Material to process section start

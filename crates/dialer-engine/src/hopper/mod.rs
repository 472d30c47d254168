//! # Lead Hopper
//!
//! A short per-campaign queue of leads that may be dialed right now. The
//! scheduler refills it from the lead store and pops from it; a popped entry
//! stays in the hopper as `Dialing` until the attempt reaches an outcome, so
//! the same lead cannot be picked twice while a call to it is alive.
//!
//! Entries only ever leave through [`HopperStore::complete`],
//! [`HopperStore::remove_lead`] or TTL purging of `Available` entries. A
//! `Dialing` entry whose attempt vanished is returned to `Available` by
//! [`HopperStore::expire_stale`], so no lead stays stuck.

pub mod store;

pub use store::{EntryState, HopperEntry, HopperStore};

use chrono::{DateTime, Utc};
use tracing::debug;

use crate::database::campaigns::Campaign;
use crate::engine::DialerEngine;
use crate::error::Result;

impl DialerEngine {
    /// Top the campaign's hopper up to its configured size. Returns the
    /// number of leads added.
    pub async fn refill_hopper(&self, campaign: &Campaign, now: DateTime<Utc>) -> Result<usize> {
        let purged = self
            .hopper
            .purge_expired(campaign.id, self.config.scheduler.hopper_ttl(), now);
        if purged > 0 {
            debug!("Purged {} expired hopper entries of campaign {}", purged, campaign.id);
        }

        let size = campaign.hopper_size as usize;
        let current = self.hopper.len(campaign.id);
        if current >= size {
            return Ok(0);
        }

        // Leads already in the hopper come back from the query too
        let candidates = self
            .db
            .fetch_dialable_leads(campaign.id, campaign.max_attempts, now, size + current)
            .await?;

        let mut added = 0;
        for lead in candidates {
            if current + added >= size {
                break;
            }
            if self.hopper.contains(campaign.id, lead.id) {
                continue;
            }
            if !self.recycle.is_due(&lead, campaign, now) {
                continue;
            }
            if self.hopper.insert(campaign.id, lead.id, &lead.phone_number, now) {
                added += 1;
            }
        }

        if added > 0 {
            debug!(
                "🪣 Hopper of campaign {} refilled with {} lead(s) ({} total)",
                campaign.id,
                added,
                current + added
            );
        }
        Ok(added)
    }
}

Material to process section end

All of the entries above need to be output again exactly.

filename crates/dialer-engine/src/hopper/mod.rs
repository 472d30c47d254168
//! # Lead Hopper
//!
//! A short per-campaign queue of leads that may be dialed right now. The
//! scheduler refills it from the lead store and pops from it; a popped entry
//! stays in the hopper as `Dialing` until the attempt reaches an outcome, so
//! the same lead cannot be picked twice while a call to it is alive.
//!
//! Entries only ever leave through [`HopperStore::complete`],
//! [`HopperStore::remove_lead`] or TTL purging of `Available` entries. A
//! `Dialing` entry whose attempt vanished is returned to `Available` by
//! [`HopperStore::expire_stale`], so no lead stays stuck.

pub mod store;

pub use store::{EntryState, HopperEntry, HopperStore};

use chrono::{DateTime, Utc};
use tracing::debug;

use crate::database::campaigns::Campaign;
use crate::engine::DialerEngine;
use crate::error::Result;

impl DialerEngine {
    /// Top the campaign's hopper up to its configured size. Returns the
    /// number of leads added.
    pub async fn refill_hopper(&self, campaign: &Campaign, now: DateTime<Utc>) -> Result<usize> {
        let purged = self
            .hopper
            .purge_expired(campaign.id, self.config.scheduler.hopper_ttl(), now);
        if purged > 0 {
            debug!("Purged {} expired hopper entries of campaign {}", purged, campaign.id);
        }

        let size = campaign.hopper_size as usize;
        let current = self.hopper.len(campaign.id);
        if current >= size {
            return Ok(0);
        }

        // Leads already in the hopper come back from the query too
        let candidates = self
            .db
            .fetch_dialable_leads(campaign.id, campaign.max_attempts, now, size + current)
            .await?;

        let mut added = 0;
        for lead in candidates {
            if current + added >= size {
                break;
            }
            if self.hopper.contains(campaign.id, lead.id) {
                continue;
            }
            if !self.recycle.is_due(&lead, campaign, now) {
                continue;
            }
            if self.hopper.insert(campaign.id, lead.id, &lead.phone_number, now) {
                added += 1;
            }
        }

        if added > 0 {
            debug!(
                "🪣 Hopper of campaign {} refilled with {} lead(s) ({} total)",
                campaign.id,
                added,
                current + added
            );
        }
        Ok(added)
    }
}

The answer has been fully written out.